## Work request
Within the records, which lines hold the string "order"? Report each one by copying it.

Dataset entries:

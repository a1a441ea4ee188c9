//! Subprocess isolate.
//!
//! Plugin code is evaluated by a separate runner process. The two sides
//! exchange length-prefixed MessagePack frames over stdio:
//!
//! ```text
//! [u32 big-endian length][rmp-serde encoded Frame]
//! ```
//!
//! The runner only ever sees the code, the binding allowlist and hook
//! payloads; it has no handle back into the compiler.

use crate::plugin::{Isolate, IsolateFactory, Request, Response};
use async_trait::async_trait;
use serde::{Deserialize, Serialize};
use std::process::Stdio;
use tokio::io::{AsyncRead, AsyncReadExt, AsyncWrite, AsyncWriteExt};
use tokio::process::{Child, ChildStdin, ChildStdout, Command};
use tokio::sync::Mutex;

/// Largest frame either side will accept.
pub const MAX_FRAME_BYTES: usize = 16 * 1024 * 1024;

#[derive(Debug, Clone, PartialEq, Serialize, Deserialize)]
#[serde(tag = "op", rename_all = "snake_case")]
pub enum Frame {
    Load { code: String, bindings: Vec<String> },
    Loaded { hooks: Vec<String> },
    Failed { error: String },
    Batch { requests: Vec<Request> },
    Results { responses: Vec<Response> },
}

pub async fn write_frame<W>(writer: &mut W, frame: &Frame) -> Result<(), String>
where
    W: AsyncWrite + Unpin,
{
    let bytes = rmp_serde::to_vec_named(frame).map_err(|e| format!("encode: {e}"))?;
    if bytes.len() > MAX_FRAME_BYTES {
        return Err(format!("frame of {} bytes exceeds limit", bytes.len()));
    }
    let len = u32::try_from(bytes.len()).map_err(|e| e.to_string())?;
    writer.write_u32(len).await.map_err(|e| e.to_string())?;
    writer.write_all(&bytes).await.map_err(|e| e.to_string())?;
    writer.flush().await.map_err(|e| e.to_string())
}

pub async fn read_frame<R>(reader: &mut R) -> Result<Frame, String>
where
    R: AsyncRead + Unpin,
{
    let len = reader.read_u32().await.map_err(|e| format!("read length: {e}"))? as usize;
    if len > MAX_FRAME_BYTES {
        return Err(format!("frame of {len} bytes exceeds limit"));
    }
    let mut buf = vec![0u8; len];
    reader
        .read_exact(&mut buf)
        .await
        .map_err(|e| format!("read frame: {e}"))?;
    rmp_serde::from_slice(&buf).map_err(|e| format!("decode: {e}"))
}

/// An isolate on the far side of a framed byte stream.
pub struct FramedIsolate<R, W> {
    io: Mutex<(R, W)>,
    _child: Option<Child>,
}

impl<R, W> FramedIsolate<R, W>
where
    R: AsyncRead + Unpin + Send,
    W: AsyncWrite + Unpin + Send,
{
    pub fn new(reader: R, writer: W) -> Self {
        Self {
            io: Mutex::new((reader, writer)),
            _child: None,
        }
    }

    async fn roundtrip(&self, frame: Frame) -> Result<Frame, String> {
        let mut io = self.io.lock().await;
        let (reader, writer) = &mut *io;
        write_frame(writer, &frame).await?;
        read_frame(reader).await
    }
}

#[async_trait]
impl<R, W> Isolate for FramedIsolate<R, W>
where
    R: AsyncRead + Unpin + Send,
    W: AsyncWrite + Unpin + Send,
{
    async fn load(&self, code: &str, bindings: &[&str]) -> Result<Vec<String>, String> {
        let frame = Frame::Load {
            code: code.to_string(),
            bindings: bindings.iter().map(|b| b.to_string()).collect(),
        };
        match self.roundtrip(frame).await? {
            Frame::Loaded { hooks } => Ok(hooks),
            Frame::Failed { error } => Err(error),
            other => Err(format!("unexpected reply to load: {other:?}")),
        }
    }

    async fn exchange(&self, batch: Vec<Request>) -> Result<Vec<Response>, String> {
        match self.roundtrip(Frame::Batch { requests: batch }).await? {
            Frame::Results { responses } => Ok(responses),
            Frame::Failed { error } => Err(error),
            other => Err(format!("unexpected reply to batch: {other:?}")),
        }
    }
}

/// Runner subprocess speaking frames over stdio.
pub type ProcessIsolate = FramedIsolate<ChildStdout, ChildStdin>;

impl ProcessIsolate {
    pub fn spawn(program: &str, args: &[String]) -> Result<Self, String> {
        let mut child = Command::new(program)
            .args(args)
            .stdin(Stdio::piped())
            .stdout(Stdio::piped())
            .stderr(Stdio::inherit())
            .kill_on_drop(true)
            .spawn()
            .map_err(|e| format!("spawn {program}: {e}"))?;
        let stdin = child.stdin.take().ok_or("runner stdin unavailable")?;
        let stdout = child.stdout.take().ok_or("runner stdout unavailable")?;
        log::debug!("plugin: spawned runner `{program}`");
        Ok(Self {
            io: Mutex::new((stdout, stdin)),
            _child: Some(child),
        })
    }
}

/// Spawns one runner process per loaded plugin.
#[derive(Debug, Clone)]
pub struct ProcessIsolateFactory {
    pub program: String,
    pub args: Vec<String>,
}

impl IsolateFactory for ProcessIsolateFactory {
    fn spawn(&self) -> Result<Box<dyn Isolate>, String> {
        Ok(Box::new(ProcessIsolate::spawn(&self.program, &self.args)?))
    }
}
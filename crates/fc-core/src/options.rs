//! Compilation options and size limits.
//!
//! Every field has a safe default so hosts can send a partial JSON object.

use serde::{Deserialize, Serialize};

// ─── Depth policy ─────────────────────────────────────────────────────────

/// Heuristic thresholds for capping oversized trees.
#[derive(Debug, Clone, Copy, PartialEq, Serialize, Deserialize)]
#[serde(default)]
pub struct DepthPolicy {
    /// Trees with at most this many reachable visible nodes are never capped.
    pub cap_threshold: usize,
    /// Node budget the capped prefix should stay under.
    pub target_budget: usize,
}

impl Default for DepthPolicy {
    fn default() -> Self {
        Self {
            cap_threshold: 2000,
            target_budget: 400,
        }
    }
}

// ─── Units ────────────────────────────────────────────────────────────────

/// Output length unit for emitted dimensions.
#[derive(Debug, Clone, Copy, PartialEq, Default, Serialize, Deserialize)]
#[serde(tag = "kind", rename_all = "lowercase")]
pub enum Unit {
    #[default]
    Px,
    Rem {
        base: f32,
    },
}

impl Unit {
    /// Format a pixel length in this unit, e.g. `24px` or `1.5rem`.
    pub fn format_length(self, px: f32) -> String {
        match self {
            Unit::Px => format!("{}px", format_num(px)),
            Unit::Rem { base } if base > 0.0 => format!("{}rem", format_num(px / base)),
            Unit::Rem { .. } => format!("{}px", format_num(px)),
        }
    }
}

/// Shortest decimal form with at most 3 fractional digits.
pub fn format_num(n: f32) -> String {
    if n == n.floor() && n.abs() < 1e9 {
        format!("{}", n as i64)
    } else {
        format!("{n:.3}")
            .trim_end_matches('0')
            .trim_end_matches('.')
            .to_string()
    }
}

// ─── Compile options ──────────────────────────────────────────────────────

/// Options accepted by `get_code`.
#[derive(Debug, Clone, PartialEq, Serialize, Deserialize)]
#[serde(default)]
pub struct CompileOptions {
    /// Export / raster scale. Also part of the token-index cache key.
    pub scale: f32,
    /// Unit for SVG dimensions.
    pub unit: Unit,
    /// Language tag of the component block when no hook overrides it.
    pub language: String,
    /// Per-block byte limit; larger blocks are truncated with a warning.
    pub max_code_bytes: usize,
    pub depth_policy: DepthPolicy,
    /// Base URL for raster placeholders (`{base}/{w}x{h}`).
    pub placeholder_base: String,
    /// Emit a `:root` block defining every referenced token.
    pub emit_tokens: bool,
}

impl Default for CompileOptions {
    fn default() -> Self {
        Self {
            scale: 1.0,
            unit: Unit::Px,
            language: "html".into(),
            max_code_bytes: 200_000,
            depth_policy: DepthPolicy::default(),
            placeholder_base: "https://placehold.co".into(),
            emit_tokens: true,
        }
    }
}

/// Transport-driven limits for the non-code operations.
#[derive(Debug, Clone, Copy, PartialEq, Serialize, Deserialize)]
#[serde(default)]
pub struct Limits {
    pub structure_max_nodes: usize,
    pub structure_max_name_chars: usize,
    pub structure_default_depth: usize,
    pub max_screenshot_bytes: usize,
    pub min_screenshot_scale: f32,
}

impl Default for Limits {
    fn default() -> Self {
        Self {
            structure_max_nodes: 240,
            structure_max_name_chars: 48,
            structure_default_depth: 8,
            max_screenshot_bytes: 4 * 1024 * 1024,
            min_screenshot_scale: 0.25,
        }
    }
}

#[cfg(test)]
mod tests {
    use super::*;

    #[test]
    fn partial_json_fills_defaults() {
        let opts: CompileOptions =
            serde_json::from_str(r#"{"scale": 2, "unit": {"kind": "rem", "base": 16}}"#).unwrap();
        assert_eq!(opts.scale, 2.0);
        assert_eq!(opts.unit, Unit::Rem { base: 16.0 });
        assert_eq!(opts.depth_policy.cap_threshold, 2000);
        assert_eq!(opts.language, "html");
    }

    #[test]
    fn lengths_format_in_unit() {
        assert_eq!(Unit::Px.format_length(24.0), "24px");
        assert_eq!(Unit::Px.format_length(0.5), "0.5px");
        assert_eq!(Unit::Rem { base: 16.0 }.format_length(24.0), "1.5rem");
        assert_eq!(format_num(1.23456), "1.235");
    }
}
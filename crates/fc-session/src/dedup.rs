//! In-flight deduplication map.
//!
//! A second caller for a key that is already being computed awaits the same
//! pending operation instead of starting another one. Completed values,
//! negative ones included, stay cached until evicted.

use std::collections::HashMap;
use std::future::Future;
use std::hash::Hash;
use std::sync::{Arc, Mutex, MutexGuard, PoisonError};
use tokio::sync::OnceCell;

pub struct InFlight<K, V> {
    cells: Mutex<HashMap<K, Arc<OnceCell<V>>>>,
}

impl<K, V> Default for InFlight<K, V> {
    fn default() -> Self {
        Self {
            cells: Mutex::new(HashMap::new()),
        }
    }
}

impl<K, V> InFlight<K, V>
where
    K: Eq + Hash + Clone,
    V: Clone,
{
    pub fn new() -> Self {
        Self::default()
    }

    fn lock(&self) -> MutexGuard<'_, HashMap<K, Arc<OnceCell<V>>>> {
        self.cells.lock().unwrap_or_else(PoisonError::into_inner)
    }

    /// Return the cached value for `key`, or run `op` once for every
    /// concurrent caller.
    pub async fn get_or_run<F, Fut>(&self, key: K, op: F) -> V
    where
        F: FnOnce() -> Fut,
        Fut: Future<Output = V>,
    {
        let cell = self.lock().entry(key).or_default().clone();
        cell.get_or_init(op).await.clone()
    }

    /// Completed value for `key`, if any.
    pub fn cached(&self, key: &K) -> Option<V> {
        self.lock().get(key).and_then(|cell| cell.get().cloned())
    }

    /// Drop one entry. Callers already awaiting it keep their handle.
    pub fn evict(&self, key: &K) -> bool {
        self.lock().remove(key).is_some()
    }

    pub fn clear(&self) {
        self.lock().clear();
    }

    /// Number of completed entries.
    pub fn len(&self) -> usize {
        self.lock().values().filter(|cell| cell.initialized()).count()
    }

    pub fn is_empty(&self) -> bool {
        self.len() == 0
    }
}
#[cfg(test)]
mod tests {
    use super::*;
    use crate::model::Color;
    use pretty_assertions::assert_eq;

    fn var(id: &str, name: &str, value: VariableValue) -> Variable {
        Variable {
            id: VariableId::intern(id),
            name: name.to_string(),
            collection: "Primitives".into(),
            code_syntax: None,
            resolved_type: Default::default(),
            default_mode: "light".into(),
            values_by_mode: BTreeMap::from([("light".to_string(), value)]),
        }
    }

    fn table(vars: Vec<Variable>) -> HashMap<VariableId, Variable> {
        vars.into_iter().map(|v| (v.id, v)).collect()
    }

    #[test]
    fn raw_name_prefers_valid_code_syntax() {
        let mut v = var("tk:1", "Colors/Primary 500", VariableValue::Float(1.0));
        assert_eq!(raw_name(&v), "Colors/Primary 500");
        v.code_syntax = Some("var(--color-primary-500)".into());
        assert_eq!(raw_name(&v), "color-primary-500");
        v.code_syntax = Some("not a token!".into());
        assert_eq!(raw_name(&v), "Colors/Primary 500");
    }

    #[test]
    fn normalization_and_canonicalization() {
        assert_eq!(normalize_name("Colors/Primary 500"), "colors-primary-500");
        assert_eq!(normalize_name("  --"), "token");
        assert_eq!(canonicalize("Colors/Primary", Some("var(--brand-primary)")), "brand-primary");
        assert_eq!(canonicalize("Colors/Primary", Some("$brand")), "brand");
        assert_eq!(canonicalize("Colors/Primary", Some("oops: {}")), "colors-primary");
        assert_eq!(canonicalize("Colors/Primary", None), "colors-primary");
    }

    #[test]
    fn collisions_share_a_bucket() {
        let candidates = vec![
            TokenCandidate {
                id: VariableId::intern("tk:a"),
                raw_name: "Space/Small".into(),
                value: None,
            },
            TokenCandidate {
                id: VariableId::intern("tk:b"),
                raw_name: "space small".into(),
                value: None,
            },
        ];
        let index = TokenIndex::build(&candidates, &[None, None]);
        assert_eq!(
            index.by_canonical_name["space-small"].as_slice(),
            &[VariableId::intern("tk:a"), VariableId::intern("tk:b")]
        );
    }

    #[test]
    fn alias_chains_resolve_and_terminate() {
        let mut vars = vec![var(
            "ch:0",
            "base",
            VariableValue::Color(Color { r: 1.0, g: 0.0, b: 0.0, a: 1.0 }),
        )];
        for i in 1..=25 {
            vars.push(var(
                &format!("ch:{i}"),
                &format!("alias{i}"),
                VariableValue::Alias(VariableId::intern(&format!("ch:{}", i - 1))),
            ));
        }
        let vars = table(vars);
        assert_eq!(resolve_variable(&vars, VariableId::intern("ch:20"), None), "#FF0000");
        assert_eq!(resolve_variable(&vars, VariableId::intern("ch:21"), None), UNRESOLVED);
        assert_eq!(resolve_variable(&vars, VariableId::intern("ch:missing"), None), UNRESOLVED);
    }

    #[test]
    fn alias_cycle_hits_the_depth_bound() {
        let vars = table(vec![
            var("cy:a", "a", VariableValue::Alias(VariableId::intern("cy:b"))),
            var("cy:b", "b", VariableValue::Alias(VariableId::intern("cy:a"))),
        ]);
        assert_eq!(resolve_variable(&vars, VariableId::intern("cy:a"), None), UNRESOLVED);
    }

    #[test]
    fn rewrite_handles_expressions_bare_names_and_prefixes() {
        let candidates = vec![
            TokenCandidate {
                id: VariableId::intern("rw:1"),
                raw_name: "gap".into(),
                value: None,
            },
            TokenCandidate {
                id: VariableId::intern("rw:2"),
                raw_name: "gap-large".into(),
                value: None,
            },
        ];
        let index = TokenIndex::build(
            &candidates,
            &[Some("var(--space-md)".into()), Some("var(--space-lg)".into())],
        );
        let t = index.rewrite_table();
        assert_eq!(t.rewrite("var(--gap-large, 24px)"), "var(--space-lg, 24px)");
        assert_eq!(t.rewrite("var(--gap)"), "var(--space-md)");
        assert_eq!(t.rewrite("calc(gap-large + gap)"), "calc(space-lg + space-md)");
        assert_eq!(t.rewrite("gapless biggap"), "gapless biggap");
    }

    #[test]
    fn shared_raw_names_rewrite_to_the_lowest_id() {
        let candidates = vec![
            TokenCandidate {
                id: VariableId::intern("rc:2"),
                raw_name: "gap".into(),
                value: None,
            },
            TokenCandidate {
                id: VariableId::intern("rc:1"),
                raw_name: "gap".into(),
                value: None,
            },
        ];
        let index = TokenIndex::build(
            &candidates,
            &[Some("var(--space-b)".into()), Some("var(--space-a)".into())],
        );
        for _ in 0..8 {
            let t = index.clone().rewrite_table();
            assert_eq!(t.rewrite("var(--gap)"), "var(--space-a)");
            assert_eq!(t.rewrite("calc(gap * 2)"), "calc(space-a * 2)");
        }
    }
}
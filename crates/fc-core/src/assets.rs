//! Asset planning: which subtrees collapse into one vector asset, which
//! nodes export as rasters. Also normalizes exported SVG root tags.
//!
//! Planning reads the `VisibleTree` for structure but re-checks every node
//! against the scene graph, since the host may drop nodes between stages.
//! Missing data never promotes.

use crate::id::NodeId;
use crate::model::{NodeType, SceneGraph};
use crate::options::{Unit, format_num};
use crate::syntax::parse_svg_root;
use crate::tree::{AssetKind, VisibleTree};
use serde::Serialize;
use std::collections::HashSet;

/// Result of planning. `vector_roots` and `skipped_ids` are disjoint.
#[derive(Debug, Clone, Default, PartialEq, Serialize)]
pub struct AssetPlan {
    /// Vector asset roots in document order.
    pub vector_roots: Vec<NodeId>,
    /// Descendants subsumed by a promoted root.
    pub skipped_ids: Vec<NodeId>,
    /// Nodes exported through their image fills.
    pub image_nodes: Vec<NodeId>,
}

impl AssetPlan {
    pub fn is_vector_root(&self, id: NodeId) -> bool {
        self.vector_roots.contains(&id)
    }

    pub fn is_skipped(&self, id: NodeId) -> bool {
        self.skipped_ids.contains(&id)
    }
}

/// Plan assets for the whole tree.
pub fn plan_assets(scene: &SceneGraph, tree: &VisibleTree) -> AssetPlan {
    let mut plan = AssetPlan::default();
    let mut skipped: HashSet<NodeId> = HashSet::new();
    let capped: HashSet<NodeId> = tree.stats.capped_node_ids.iter().copied().collect();

    for id in &tree.order {
        if skipped.contains(id) {
            continue;
        }
        let Some(node) = tree.get(*id) else {
            continue;
        };
        let Some(scene_node) = scene.get_by_id(*id) else {
            log::debug!("assets: {id} vanished before planning");
            continue;
        };

        let promoted = !capped.contains(id) && is_promotable(scene, tree, *id);
        let vector_leaf = node.asset_kind == Some(AssetKind::Vector) && !scene_node.is_mask;

        if promoted || vector_leaf {
            plan.vector_roots.push(*id);
            for d in tree.descendants(*id) {
                if skipped.insert(d) {
                    plan.skipped_ids.push(d);
                }
            }
        } else if node.asset_kind == Some(AssetKind::Image) {
            plan.image_nodes.push(*id);
        }
    }

    log::debug!(
        "assets: {} vector roots, {} skipped, {} images",
        plan.vector_roots.len(),
        plan.skipped_ids.len(),
        plan.image_nodes.len()
    );
    plan
}

/// A `GROUP` or `FRAME` whose every non-mask descendant is vector geometry
/// or a nested plain container, with at least one vector leaf.
fn is_promotable(scene: &SceneGraph, tree: &VisibleTree, id: NodeId) -> bool {
    let Some(node) = scene.get_by_id(id) else {
        return false;
    };
    if !matches!(node.node_type, NodeType::Group | NodeType::Frame) || node.has_visible_image_fill() {
        return false;
    }

    let mut vector_leaves = 0;
    for d in tree.descendants(id) {
        let Some(desc) = scene.get_by_id(d) else {
            return false;
        };
        if desc.is_mask {
            continue;
        }
        if desc.has_visible_image_fill() {
            return false;
        }
        match desc.node_type {
            t if t.is_vector_geometry() => vector_leaves += 1,
            NodeType::Group | NodeType::Frame => {
                if tree.stats.capped_node_ids.contains(&d) {
                    return false;
                }
            }
            _ => return false,
        }
    }
    vector_leaves > 0
}

// ─── SVG normalization ────────────────────────────────────────────────────

/// Rewrite the root tag's `width`/`height` into `unit` and add a `viewBox`
/// when missing. Markup without a recognizable root comes back unchanged.
pub fn normalize_svg(markup: &str, width: f32, height: f32, unit: Unit) -> String {
    let Some(root) = parse_svg_root(markup) else {
        log::warn!("assets: exported markup has no <svg> root");
        return markup.to_string();
    };

    let numeric = |name: &str| -> Option<f32> {
        let v = root.attr(name)?.trim();
        v.strip_suffix("px").unwrap_or(v).parse().ok()
    };
    let view_w = numeric("width").unwrap_or(width);
    let view_h = numeric("height").unwrap_or(height);

    let mut attrs: Vec<(String, String)> = Vec::with_capacity(root.attrs.len() + 3);
    let mut has_width = false;
    let mut has_height = false;
    for (name, value) in &root.attrs {
        match name.as_str() {
            "width" => {
                has_width = true;
                attrs.push((name.clone(), unit.format_length(width)));
            }
            "height" => {
                has_height = true;
                attrs.push((name.clone(), unit.format_length(height)));
            }
            _ => attrs.push((name.clone(), value.clone())),
        }
    }
    if !has_width {
        attrs.push(("width".into(), unit.format_length(width)));
    }
    if !has_height {
        attrs.push(("height".into(), unit.format_length(height)));
    }
    if root.attr("viewBox").is_none() {
        attrs.push((
            "viewBox".into(),
            format!("0 0 {} {}", format_num(view_w), format_num(view_h)),
        ));
    }

    let mut tag = String::from("<svg");
    for (name, value) in &attrs {
        let quote = if value.contains('"') { '\'' } else { '"' };
        tag.push_str(&format!(" {name}={quote}{value}{quote}"));
    }
    tag.push_str(if root.self_closing { "/>" } else { ">" });

    let mut out = String::with_capacity(markup.len() + 32);
    out.push_str(&markup[..root.start]);
    out.push_str(&tag);
    out.push_str(&markup[root.end..]);
    out
}
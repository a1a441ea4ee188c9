//! The four request/response operations exposed to a transport.
//!
//! Every operation pulls a fresh scene snapshot from the host, resolves
//! the selector against it and delegates to the compiler stages.

use crate::compile::{CompileRequest, CompileResult, compile};
use crate::error::SessionError;
use crate::exporter::content_hash;
use crate::host::AssetDescriptor;
use crate::session::Session;
use base64::Engine;
use base64::engine::general_purpose::STANDARD;
use fc_core::id::NodeId;
use fc_core::model::SceneGraph;
use fc_core::options::CompileOptions;
use fc_core::structure::{StructureOutline, build_structure};
use fc_core::syntax::parse_token_expression;
use fc_core::tokens::{UNRESOLVED, document_candidates};
use serde::{Deserialize, Serialize};
use std::collections::BTreeMap;
use std::sync::Arc;

const PNG_MIME: &str = "image/png";
const SCREENSHOT_SCALE: f32 = 2.0;

/// Explicit ids that still exist and are visible; otherwise the host's
/// interactive selection.
pub fn resolve_selection(scene: &SceneGraph, selector: Option<&[NodeId]>) -> Result<Vec<NodeId>, SessionError> {
    let usable = |ids: &[NodeId]| -> Vec<NodeId> {
        ids.iter()
            .copied()
            .filter(|id| scene.is_effectively_visible(*id))
            .collect()
    };
    if let Some(ids) = selector.filter(|ids| !ids.is_empty()) {
        let found = usable(ids);
        if !found.is_empty() {
            return Ok(found);
        }
        log::debug!("selection: none of {} requested ids usable, using host selection", ids.len());
    }
    let found = usable(&scene.selection);
    if found.is_empty() {
        return Err(SessionError::Selection(
            "select a visible layer or pass its id".into(),
        ));
    }
    Ok(found)
}

#[derive(Debug, Clone, Default, Deserialize)]
#[serde(default, rename_all = "camelCase")]
pub struct CodeRequest {
    pub selector: Option<Vec<NodeId>>,
    pub options: CompileOptions,
    pub plugin_code: Option<String>,
}

/// Value of one token: a single literal, or one literal per mode.
#[derive(Debug, Clone, PartialEq, Serialize)]
#[serde(untagged)]
pub enum TokenDef {
    Value(String),
    ByMode(BTreeMap<String, String>),
}

#[derive(Debug, Clone, PartialEq, Serialize)]
#[serde(rename_all = "camelCase")]
pub struct Screenshot {
    /// Uploaded URL, or a base64 `data:` URI when the upload failed.
    pub url: String,
    pub scale: f32,
    pub size: usize,
    #[serde(skip_serializing_if = "Option::is_none")]
    pub asset: Option<AssetDescriptor>,
}

async fn snapshot(session: &Session) -> Result<Arc<SceneGraph>, SessionError> {
    session
        .host
        .scene()
        .await
        .map_err(|e| SessionError::Selection(format!("scene unavailable: {e}")))
}

/// `var(--x)`, `--x` and `x` all name the token `x`.
fn token_name(requested: &str) -> String {
    parse_token_expression(requested)
        .map(|expr| expr.name.trim_start_matches('-').to_string())
        .unwrap_or_else(|| requested.trim().to_string())
}

impl Session {
    pub async fn get_code(&self, request: CodeRequest) -> Result<CompileResult, SessionError> {
        let scene = snapshot(self).await?;
        let roots = resolve_selection(&scene, request.selector.as_deref())?;
        let request = CompileRequest {
            roots,
            options: request.options,
            plugin_code: request.plugin_code,
        };
        compile(self, &scene, &request).await
    }

    /// Definitions for canonical token names. Unknown names map to the
    /// unresolved sentinel.
    pub async fn get_token_defs(
        &self,
        names: &[String],
        include_all_modes: bool,
    ) -> Result<BTreeMap<String, TokenDef>, SessionError> {
        let scene = snapshot(self).await?;
        // Names from the last compile win; every other document variable
        // falls back to its default name.
        let mut index = self.latest_token_index().as_deref().cloned().unwrap_or_default();
        index.extend(&document_candidates(&scene), &[]);

        let mut defs = BTreeMap::new();
        for requested in names {
            let name = token_name(requested);
            let def = if include_all_modes {
                let modes = index.values_by_mode(&scene.variables, &name);
                if modes.is_empty() {
                    TokenDef::Value(UNRESOLVED.to_string())
                } else {
                    TokenDef::ByMode(modes)
                }
            } else {
                TokenDef::Value(index.resolve_name(&scene.variables, &name, None))
            };
            defs.insert(name, def);
        }
        Ok(defs)
    }

    /// PNG of the first selected node, downscaled until it fits the byte
    /// limit or the minimum scale is reached.
    pub async fn get_screenshot(&self, selector: Option<&[NodeId]>) -> Result<Screenshot, SessionError> {
        let scene = snapshot(self).await?;
        let roots = resolve_selection(&scene, selector)?;
        let id = roots[0];

        let mut scale = SCREENSHOT_SCALE;
        let bytes = loop {
            let bytes = self
                .host
                .export_png(id, scale)
                .await
                .map_err(|e| SessionError::Selection(format!("cannot export {id}: {e}")))?;
            let next = scale / 2.0;
            if bytes.len() <= self.limits.max_screenshot_bytes || next < self.limits.min_screenshot_scale {
                break bytes;
            }
            log::debug!("screenshot: {} bytes at {scale}x, retrying at {next}x", bytes.len());
            scale = next;
        };

        let hash = content_hash(&bytes);
        let size = bytes.len();
        let Some(url) = self.upload(&hash, PNG_MIME, bytes.clone()).await else {
            log::warn!("screenshot: upload failed, returning a data URI");
            return Ok(Screenshot {
                url: format!("data:{PNG_MIME};base64,{}", STANDARD.encode(&bytes)),
                scale,
                size,
                asset: None,
            });
        };
        let bounds = scene.get_by_id(id).map(|n| n.bounds);
        Ok(Screenshot {
            asset: Some(AssetDescriptor {
                resource_uri: AssetDescriptor::resource_uri_for(&hash),
                hash,
                mime_type: PNG_MIME.to_string(),
                size,
                url: url.clone(),
                width: bounds.map(|b| b.width * scale),
                height: bounds.map(|b| b.height * scale),
            }),
            url,
            scale,
            size,
        })
    }

    pub async fn get_structure(
        &self,
        selector: Option<&[NodeId]>,
        depth: Option<usize>,
    ) -> Result<StructureOutline, SessionError> {
        let scene = snapshot(self).await?;
        let roots = resolve_selection(&scene, selector)?;
        Ok(build_structure(&scene, &roots, depth, &self.limits))
    }
}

## Exercise answer
    /// Vector asset roots in document order.
    for id in &tree.order {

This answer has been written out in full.